Consequently, the Court holds that neither Matthew nor Sucrest was guilty of any fault which was a proximate cause of the incident in question. Both plaintiff's complaint and defendants' counterclaim must therefore be dismissed.

 
Fault of Matthew

Clause 2 of the charter party imposes liability for cargo damage on Matthew if any one of three events caused the damage:

 
(1) improper or negligent stowage of the sugar, unless Sucrest, its stevedores or servants performed the stowage;
 
(2) personal want of due diligence on the part of Matthew or its Manager to make the JENNIFER in all respects seaworthy and to secure that she was properly manned, equipped and supplied; or
 
(3) the personal act or default of Matthew or its Manager.

Specifically, Sucrest contends that Matthew failed to use due diligence to make the JENNIFER in all respects seaworthy and to secure that she was properly manned, equipped and supplied (a) in accepting a cargo of salt water damaged raw bulk sugar for a single hold cargo vessel like the JENNIFER; (b) in accepting the cargo without first determining its moisture content and flow point; (c) in not installing shifting boards; (d) in not taking bilge soundings until 15 hours after loading was completed; and (e) in turning the JENNIFER over to a new master within 24 hours of sailing. Sucrest further contends that the sugar was improperly and negligently stowed by Matthew (a) in covering the bilge wells in the hold with polyethylene sheeting; (b) in loading the cargo during the rain; and (c) in not trimming the cargo.[17] Each of these alleged faults will be discussed seriatim.

 
1. Seaworthiness

Matthew did not fail to use due diligence by accepting the cargo of sugar aboard the JENNIFER. Central to the concept of seaworthiness is the duty of the owner to furnish a vessel properly equipped to handle the proposed cargo. The Southwark, 191 U.S. 1, 9, 24 S. Ct. 1, 48 L. Ed. 65 (1903); see Oxford Paper Co. v. The Nidarholm, *382 282 U.S. 681, 685, 51 S. Ct. 266, 75 L. Ed. 614 (1931). To this end, the owner must use all reasonable means to ascertain the nature and characteristics of the goods tendered for shipment, e. g., The Ensley City, 71 F. Supp. 444, 449 (D.Md.1947), aff'd, 170 F.2d 27 (4th Cir. 1948), and is charged with the knowledge it would have or should have acquired through the discharge of this duty. Anderson v. Lorentzen, 160 F.2d 173, 175 (2d Cir. 1947). However, the owner's duty to exercise due diligence to render the ship seaworthy "cannot be extended so far as to require the carrier to take measures to avoid a danger of which he did not know and could not reasonably be expected to know." Heath Steel Mines, Ltd. v.

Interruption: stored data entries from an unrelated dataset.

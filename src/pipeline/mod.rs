//! Asset processing pipeline.
//!
//! # Stages
//!
//! ```text
//! templates ──► extract entry ──┬─► scripts ──┐
//!                               ├─► styles  ──┼─► assemble
//!                               └─► copy    ──┘
//! ```
//!
//! - `templates`: template registry script from every `.html` under `src`
//! - `extract`: ordered references + normalized entry markup
//! - `scripts` / `styles`: per-file transforms, concatenated in markup order
//! - `assemble`: entry rewrite and final artifact writes
//!
//! Per-file work is spawned on a `JoinSet` and put back in reference order
//! before concatenation.

pub mod assemble;
mod extract;
mod scripts;
mod styles;
mod templates;

pub use extract::{ExtractError, extract_resources, scan_references};
pub use scripts::process_scripts;
pub use styles::process_styles;
pub use templates::build_template_registry;

use std::future::Future;
use std::path::Path;
use std::sync::Arc;

use tokio::task::{JoinError, JoinSet};

use crate::asset::PathMapper;
use crate::config::BuildConfig;
use crate::lint::{LintMessage, Linter, MarkupLinter, ScriptLinter, log_messages};

/// Shared, read-only state for one pipeline run.
#[derive(Clone)]
pub struct BuildContext {
    pub config: Arc<BuildConfig>,
    pub script_linter: Arc<dyn Linter>,
    pub markup_linter: Arc<dyn Linter>,
}

impl BuildContext {
    /// Context with the default linters.
    pub fn new(config: BuildConfig) -> Self {
        Self::with_linters(config, Arc::new(ScriptLinter), Arc::new(MarkupLinter))
    }

    pub fn with_linters(
        config: BuildConfig,
        script_linter: Arc<dyn Linter>,
        markup_linter: Arc<dyn Linter>,
    ) -> Self {
        Self {
            config: Arc::new(config),
            script_linter,
            markup_linter,
        }
    }

    /// Maps references from `src` into the staging directory.
    pub fn mapper(&self) -> PathMapper {
        let paths = &self.config.paths;
        PathMapper::new(&paths.src, &paths.staging)
    }

    /// Lint `source` with `linter` unless the file is exempt, logging findings.
    pub(crate) fn lint(
        &self,
        linter: &dyn Linter,
        relative: &str,
        source: &str,
    ) -> Vec<LintMessage> {
        if self.config.skips_lint(relative) {
            return Vec::new();
        }
        let messages = linter.lint(source);
        log_messages(Path::new(relative), &messages);
        messages
    }
}

/// Whether a file's lint messages fail it under fail-on-lint.
///
/// Any message counts, warnings included.
#[inline]
pub(crate) fn has_violations(messages: &[LintMessage]) -> bool {
    !messages.is_empty()
}

/// Run `task` for every item concurrently; results come back in item order.
pub(crate) async fn run_ordered<I, T, F, Fut>(items: I, task: F) -> Result<Vec<T>, JoinError>
where
    I: IntoIterator,
    F: Fn(usize, I::Item) -> Fut,
    Fut: Future<Output = T> + Send + 'static,
    T: Send + 'static,
{
    let mut set = JoinSet::new();
    for (index, item) in items.into_iter().enumerate() {
        let fut = task(index, item);
        set.spawn(async move { (index, fut.await) });
    }

    let mut results = Vec::with_capacity(set.len());
    while let Some(joined) = set.join_next().await {
        results.push(joined?);
    }
    results.sort_by_key(|(index, _)| *index);
    Ok(results.into_iter().map(|(_, value)| value).collect())
}

#[cfg(test)]
mod tests {
    use super::*;
    use std::time::Duration;

    #[tokio::test]
    async fn test_run_ordered_restores_order() {
        let delays = vec![30u64, 0, 10];
        let out = run_ordered(delays, |index, delay| async move {
            tokio::time::sleep(Duration::from_millis(delay)).await;
            index
        })
        .await
        .unwrap();
        assert_eq!(out, vec![0, 1, 2]);
    }

    #[test]
    fn test_has_violations() {
        let warn = LintMessage::warning("no-debugger", (1, 1), "x");
        let err = LintMessage::error("syntax", (1, 1), "y");
        assert!(!has_violations(&[]));
        assert!(has_violations(std::slice::from_ref(&warn)));
        assert!(has_violations(&[warn, err]));
    }
}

The Erwin Schroder, [1970] Can.Exch. 426, 440.[18]

Raw sugar is a commodity which has been transported successfully in bulk carriers such as the JENNIFER for nearly a quarter of a century. Indeed, as both Captain Glover, who testified in behalf of Matthew, and Thomas On Stowage, supra at 399, a treatise upon which Sucrest frequently relies, agree, bulk transportation of raw sugar is a safe and accepted means of water carriage. The JENNIFER was an appropriate vessel in which to carry raw sugar in bulk; Matthew was not negligent in tendering her for that purpose.

Sucrest further argues that, notwithstanding the customary use of bulk carriers to transport raw sugar, the vessel was not equipped to handle salt water damaged sugar and that Matthew, through Rooney, failed to exercise due diligence in not determining the moisture content and flow point of the sugar before accepting the cargo. Sucrest points to the fact that pools of water had gathered in the sugar as it lay on the wharf as evidence available to Matthew which indicated the dangerous state of the cargo. Nevertheless, the uncontradicted testimony of Captain Glover was that pools of syrup always form in raw sugar. The existence of the pools did not foreshadow the volatile nature of the sugar.

To be sure, no agent of Matthew analyzed samples of the sugar prior to loading, but the on-site inspection by Sucrest's own representative, Tymann, and the laboratory results of the samples which he took did not reveal the sugar to be flowing or dangerously moist. Tymann reported that the sugar remained peaked in piles after having been dumped at Long Wharf A, and the moisture content of the sugar at that time was 5.08%, considerably below the 9% flow point of raw sugar. Even if Matthew had taken laboratory tests of the sugar, the tests would not have alerted it to the hazards of carrying the cargo. Matthew cannot be faulted for accepting the cargo in the condition as it appeared prior to loading. Heath Steel Mines, Ltd. v. The Erwin Schroder, supra; see The Nitroglycerine Case, 82 U.S. (15 Wall.) 524, 536-37, 21 L. Ed. 206 (1872).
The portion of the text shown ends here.